YOUR ASSIGNMENT :: Copy out, from the entries below, each line that holds the string "bool".

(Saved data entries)
[Start of Attachment]

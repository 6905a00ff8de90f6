//! crates/draw_duel_core/src/domain.rs
//!
//! Defines the pure, core data structures for the game.
//! These structs are independent of any database or transport format.

use std::collections::HashSet;

use chrono::{DateTime, Utc};
use serde::{Deserialize, Serialize};

/// Whether a stroke paints or erases.
#[derive(Debug, Clone, Copy, PartialEq, Eq, Serialize, Deserialize)]
#[serde(rename_all = "lowercase")]
pub enum BrushMode {
    Draw,
    Erase,
}

/// Line-cap style of a stroke, matching the canvas `lineCap` values.
#[derive(Debug, Clone, Copy, PartialEq, Eq, Serialize, Deserialize)]
#[serde(rename_all = "lowercase")]
pub enum BrushStyle {
    Round,
    Square,
    Butt,
}

/// One atomic instruction in a drawing timeline.
///
/// Serialized as a tagged object, e.g.
/// `{"type":"start","x":0,"y":0,"color":"#000","size":4,"mode":"draw","brushStyle":"round"}`.
/// Unknown event types, modes, or styles fail deserialization, so the codec
/// can validate exhaustively by variant.
#[derive(Debug, Clone, PartialEq, Serialize, Deserialize)]
#[serde(tag = "type", rename_all = "lowercase")]
pub enum StrokeEvent {
    /// Begins a new path.
    Start {
        x: f64,
        y: f64,
        color: String,
        size: f64,
        mode: BrushMode,
        #[serde(rename = "brushStyle")]
        brush_style: BrushStyle,
    },
    /// Extends the current path to (x, y).
    Draw { x: f64, y: f64 },
    /// Closes the current path. A no-op when no path is open.
    End,
}

/// An ordered, replay-significant sequence of stroke events.
///
/// Immutable once submitted; replaying the same timeline through the same
/// renderer always reproduces the same raster.
#[derive(Debug, Clone, PartialEq, Serialize, Deserialize)]
#[serde(transparent)]
pub struct Timeline(pub Vec<StrokeEvent>);

impl Timeline {
    pub fn events(&self) -> &[StrokeEvent] {
        &self.0
    }

    pub fn len(&self) -> usize {
        self.0.len()
    }

    pub fn is_empty(&self) -> bool {
        self.0.is_empty()
    }
}

/// The persisted unit: a secret word drawn as a timeline.
#[derive(Debug, Clone)]
pub struct Drawing {
    /// Opaque, globally unique, unguessable identifier (exposed in URLs).
    pub id: String,
    pub author_id: i64,
    pub timeline: Timeline,
    /// Canonical stored form: trimmed, original casing preserved for display
    /// to the author. The comparison form is derived at guess time; the two
    /// are never stored separately.
    pub secret_word: String,
    /// Users who have correctly guessed this drawing.
    pub guessed_by: HashSet<i64>,
    pub created_at: DateTime<Utc>,
}

/// A registered player.
#[derive(Debug, Clone, PartialEq, Eq)]
pub struct User {
    pub id: i64,
    pub nickname: String,
    pub points: i64,
}

/// Only used internally for login/signup - contains sensitive data.
#[derive(Debug, Clone)]
pub struct UserCredentials {
    pub id: i64,
    pub nickname: String,
    pub password_hash: String,
}

/// Author-facing listing entry for one of their own drawings.
#[derive(Debug, Clone, PartialEq, Serialize)]
pub struct DrawingSummary {
    pub id: String,
    pub word: String,
    pub created_at: DateTime<Utc>,
}

/// Guesser-facing listing entry: a drawing the user may still attempt.
#[derive(Debug, Clone, PartialEq, Serialize)]
pub struct OpenDuel {
    pub drawing_id: String,
    pub author_nickname: String,
}

/// Projection of a [`Drawing`] safe to serve to an arbitrary viewer.
///
/// `word` is only populated for the drawing's author and is omitted from the
/// serialized form entirely otherwise, so a client that renders every field
/// it receives can never leak the secret.
#[derive(Debug, Clone, PartialEq, Serialize)]
pub struct PublicDrawing {
    pub id: String,
    pub timeline: Timeline,
    pub created_at: DateTime<Utc>,
    #[serde(skip_serializing_if = "Option::is_none")]
    pub word: Option<String>,
}

/// Ephemeral result of one guess attempt.
#[derive(Debug, Clone, Copy, PartialEq, Eq, Serialize)]
pub struct GuessOutcome {
    pub correct: bool,
}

[End of Attachment]

ANSWER BELOW ::
    pub fn is_empty(&self) -> bool {
    pub correct: bool,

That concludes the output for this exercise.